:: Records for the task ::
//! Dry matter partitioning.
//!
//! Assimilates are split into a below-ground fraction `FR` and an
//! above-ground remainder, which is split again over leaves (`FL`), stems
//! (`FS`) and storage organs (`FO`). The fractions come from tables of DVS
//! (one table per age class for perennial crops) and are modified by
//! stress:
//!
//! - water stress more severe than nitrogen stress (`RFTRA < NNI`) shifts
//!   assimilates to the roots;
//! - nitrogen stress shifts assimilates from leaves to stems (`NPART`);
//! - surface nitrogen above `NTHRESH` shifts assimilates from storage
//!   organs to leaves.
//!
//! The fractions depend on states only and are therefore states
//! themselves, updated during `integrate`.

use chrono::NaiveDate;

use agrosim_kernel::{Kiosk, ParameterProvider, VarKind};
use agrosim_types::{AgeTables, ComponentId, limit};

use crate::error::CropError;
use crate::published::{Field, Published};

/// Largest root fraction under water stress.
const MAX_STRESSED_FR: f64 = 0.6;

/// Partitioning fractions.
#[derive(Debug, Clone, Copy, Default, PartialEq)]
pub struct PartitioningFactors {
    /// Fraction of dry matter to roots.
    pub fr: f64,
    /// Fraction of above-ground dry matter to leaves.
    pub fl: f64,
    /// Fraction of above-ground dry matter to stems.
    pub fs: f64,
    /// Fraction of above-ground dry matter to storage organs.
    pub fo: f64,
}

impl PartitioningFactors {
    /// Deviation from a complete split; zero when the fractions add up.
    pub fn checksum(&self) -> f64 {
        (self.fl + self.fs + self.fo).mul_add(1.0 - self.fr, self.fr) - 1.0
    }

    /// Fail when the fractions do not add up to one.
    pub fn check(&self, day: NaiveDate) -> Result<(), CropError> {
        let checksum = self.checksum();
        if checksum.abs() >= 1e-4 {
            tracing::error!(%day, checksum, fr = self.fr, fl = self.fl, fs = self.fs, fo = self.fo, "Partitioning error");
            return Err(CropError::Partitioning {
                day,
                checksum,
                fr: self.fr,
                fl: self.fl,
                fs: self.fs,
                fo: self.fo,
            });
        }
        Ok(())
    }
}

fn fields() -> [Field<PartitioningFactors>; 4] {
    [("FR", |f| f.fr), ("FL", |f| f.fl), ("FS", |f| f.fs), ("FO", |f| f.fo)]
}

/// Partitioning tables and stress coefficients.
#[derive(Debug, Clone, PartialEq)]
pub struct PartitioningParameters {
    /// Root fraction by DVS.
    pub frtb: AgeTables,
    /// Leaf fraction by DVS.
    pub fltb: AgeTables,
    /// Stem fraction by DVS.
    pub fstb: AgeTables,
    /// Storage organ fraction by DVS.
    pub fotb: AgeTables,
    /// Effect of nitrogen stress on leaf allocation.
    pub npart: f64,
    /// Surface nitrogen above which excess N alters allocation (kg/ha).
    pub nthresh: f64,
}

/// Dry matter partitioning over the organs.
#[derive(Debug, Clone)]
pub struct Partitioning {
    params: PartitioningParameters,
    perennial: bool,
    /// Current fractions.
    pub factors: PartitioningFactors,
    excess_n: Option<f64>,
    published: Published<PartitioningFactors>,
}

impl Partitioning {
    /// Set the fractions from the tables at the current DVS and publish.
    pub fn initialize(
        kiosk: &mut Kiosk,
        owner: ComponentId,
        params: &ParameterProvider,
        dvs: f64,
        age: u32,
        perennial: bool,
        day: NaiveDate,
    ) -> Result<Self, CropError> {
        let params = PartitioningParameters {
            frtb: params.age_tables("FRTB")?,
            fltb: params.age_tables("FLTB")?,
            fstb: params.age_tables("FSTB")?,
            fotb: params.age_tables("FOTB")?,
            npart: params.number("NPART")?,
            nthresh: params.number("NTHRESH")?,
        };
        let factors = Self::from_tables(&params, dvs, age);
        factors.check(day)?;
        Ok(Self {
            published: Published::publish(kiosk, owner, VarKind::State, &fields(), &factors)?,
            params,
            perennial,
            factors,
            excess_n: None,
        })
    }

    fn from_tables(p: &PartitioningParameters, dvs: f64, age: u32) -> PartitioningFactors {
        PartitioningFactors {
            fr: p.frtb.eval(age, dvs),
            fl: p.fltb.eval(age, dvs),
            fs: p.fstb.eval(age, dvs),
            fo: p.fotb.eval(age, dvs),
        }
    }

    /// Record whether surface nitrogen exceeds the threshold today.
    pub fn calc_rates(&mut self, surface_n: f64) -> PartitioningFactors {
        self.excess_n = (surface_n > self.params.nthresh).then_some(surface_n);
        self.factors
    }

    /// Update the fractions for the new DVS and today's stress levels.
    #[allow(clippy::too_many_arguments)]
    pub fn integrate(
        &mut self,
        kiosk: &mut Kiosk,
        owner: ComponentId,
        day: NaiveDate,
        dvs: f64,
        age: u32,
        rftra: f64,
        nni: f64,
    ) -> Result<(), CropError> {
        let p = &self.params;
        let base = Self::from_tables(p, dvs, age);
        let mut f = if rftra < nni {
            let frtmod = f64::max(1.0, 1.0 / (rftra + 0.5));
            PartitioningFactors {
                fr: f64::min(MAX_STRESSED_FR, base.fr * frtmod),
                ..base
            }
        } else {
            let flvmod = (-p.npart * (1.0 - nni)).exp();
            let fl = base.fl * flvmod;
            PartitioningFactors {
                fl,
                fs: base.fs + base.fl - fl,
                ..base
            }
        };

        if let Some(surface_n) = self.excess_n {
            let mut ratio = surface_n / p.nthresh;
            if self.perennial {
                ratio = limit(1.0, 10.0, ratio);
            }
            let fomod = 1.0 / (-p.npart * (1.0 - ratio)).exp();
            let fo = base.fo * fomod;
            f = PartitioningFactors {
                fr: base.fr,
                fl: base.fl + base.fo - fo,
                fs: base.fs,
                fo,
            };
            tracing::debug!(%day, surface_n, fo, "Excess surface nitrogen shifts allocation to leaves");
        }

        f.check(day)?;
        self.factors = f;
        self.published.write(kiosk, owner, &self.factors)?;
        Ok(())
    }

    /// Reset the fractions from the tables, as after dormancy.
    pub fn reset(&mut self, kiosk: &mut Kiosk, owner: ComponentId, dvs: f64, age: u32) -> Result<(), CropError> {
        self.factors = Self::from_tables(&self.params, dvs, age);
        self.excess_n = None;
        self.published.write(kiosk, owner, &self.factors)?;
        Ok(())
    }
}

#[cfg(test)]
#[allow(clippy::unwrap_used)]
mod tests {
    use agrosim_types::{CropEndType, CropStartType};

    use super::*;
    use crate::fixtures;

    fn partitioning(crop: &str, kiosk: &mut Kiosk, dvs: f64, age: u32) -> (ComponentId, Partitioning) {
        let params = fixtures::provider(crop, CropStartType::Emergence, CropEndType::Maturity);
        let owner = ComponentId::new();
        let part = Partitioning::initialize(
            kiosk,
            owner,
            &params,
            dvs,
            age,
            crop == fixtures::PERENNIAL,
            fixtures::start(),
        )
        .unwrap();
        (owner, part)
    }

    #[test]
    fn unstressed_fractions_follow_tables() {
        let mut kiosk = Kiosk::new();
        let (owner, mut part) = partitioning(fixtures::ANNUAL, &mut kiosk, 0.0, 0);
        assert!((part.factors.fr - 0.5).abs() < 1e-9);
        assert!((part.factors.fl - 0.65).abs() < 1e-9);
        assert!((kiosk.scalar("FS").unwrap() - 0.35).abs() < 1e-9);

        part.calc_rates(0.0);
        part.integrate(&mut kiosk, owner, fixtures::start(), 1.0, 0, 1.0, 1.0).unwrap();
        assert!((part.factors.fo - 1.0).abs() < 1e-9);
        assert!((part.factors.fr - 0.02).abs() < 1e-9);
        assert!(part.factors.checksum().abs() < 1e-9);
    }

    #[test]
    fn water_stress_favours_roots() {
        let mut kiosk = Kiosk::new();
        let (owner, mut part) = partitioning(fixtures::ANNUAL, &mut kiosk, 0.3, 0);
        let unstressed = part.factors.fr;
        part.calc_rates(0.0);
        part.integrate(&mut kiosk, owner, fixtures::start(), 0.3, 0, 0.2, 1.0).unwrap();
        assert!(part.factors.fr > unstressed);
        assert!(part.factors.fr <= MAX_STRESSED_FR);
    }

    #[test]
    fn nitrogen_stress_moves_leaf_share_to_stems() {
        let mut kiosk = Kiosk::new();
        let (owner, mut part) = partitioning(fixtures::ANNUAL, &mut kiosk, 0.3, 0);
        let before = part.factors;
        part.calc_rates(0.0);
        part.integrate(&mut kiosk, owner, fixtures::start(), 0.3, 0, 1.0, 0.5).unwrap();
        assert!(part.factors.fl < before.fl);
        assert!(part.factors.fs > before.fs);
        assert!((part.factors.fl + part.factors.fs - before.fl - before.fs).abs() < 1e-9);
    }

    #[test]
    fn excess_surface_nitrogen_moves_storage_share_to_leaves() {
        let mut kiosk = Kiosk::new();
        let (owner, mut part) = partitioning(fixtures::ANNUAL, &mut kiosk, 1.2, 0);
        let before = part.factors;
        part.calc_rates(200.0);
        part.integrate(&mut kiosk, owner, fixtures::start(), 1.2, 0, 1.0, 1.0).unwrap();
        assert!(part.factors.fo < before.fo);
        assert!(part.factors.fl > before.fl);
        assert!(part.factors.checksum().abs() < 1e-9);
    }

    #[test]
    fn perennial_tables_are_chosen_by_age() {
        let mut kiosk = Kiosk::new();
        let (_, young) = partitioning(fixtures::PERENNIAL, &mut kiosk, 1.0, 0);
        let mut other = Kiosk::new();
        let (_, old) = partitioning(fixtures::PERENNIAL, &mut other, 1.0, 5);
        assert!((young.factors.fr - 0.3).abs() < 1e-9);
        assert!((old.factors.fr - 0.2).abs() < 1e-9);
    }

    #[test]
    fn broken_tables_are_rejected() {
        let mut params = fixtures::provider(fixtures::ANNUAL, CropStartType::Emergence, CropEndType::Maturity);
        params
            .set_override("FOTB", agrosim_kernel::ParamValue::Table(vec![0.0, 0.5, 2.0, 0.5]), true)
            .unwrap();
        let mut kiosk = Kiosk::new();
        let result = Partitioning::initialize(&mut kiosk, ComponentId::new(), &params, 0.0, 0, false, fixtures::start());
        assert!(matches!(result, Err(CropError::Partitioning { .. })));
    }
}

:: Try it ::
Your answer should be the lines of the listing above between the line holding "0, 0.2, 1.0).unwrap();" and the line holding "kiosk, 1.2, 0);", inclusive, restated word for word and alone.

:: Response box ::
        part.integrate(&mut kiosk, owner, fixtures::start(), 0.3, 0, 0.2, 1.0).unwrap();
        assert!(part.factors.fr > unstressed);
        assert!(part.factors.fr <= MAX_STRESSED_FR);
    }

    #[test]
    fn nitrogen_stress_moves_leaf_share_to_stems() {
        let mut kiosk = Kiosk::new();
        let (owner, mut part) = partitioning(fixtures::ANNUAL, &mut kiosk, 0.3, 0);
        let before = part.factors;
        part.calc_rates(0.0);
        part.integrate(&mut kiosk, owner, fixtures::start(), 0.3, 0, 1.0, 0.5).unwrap();
        assert!(part.factors.fl < before.fl);
        assert!(part.factors.fs > before.fs);
        assert!((part.factors.fl + part.factors.fs - before.fl - before.fs).abs() < 1e-9);
    }

    #[test]
    fn excess_surface_nitrogen_moves_storage_share_to_leaves() {
        let mut kiosk = Kiosk::new();
        let (owner, mut part) = partitioning(fixtures::ANNUAL, &mut kiosk, 1.2, 0);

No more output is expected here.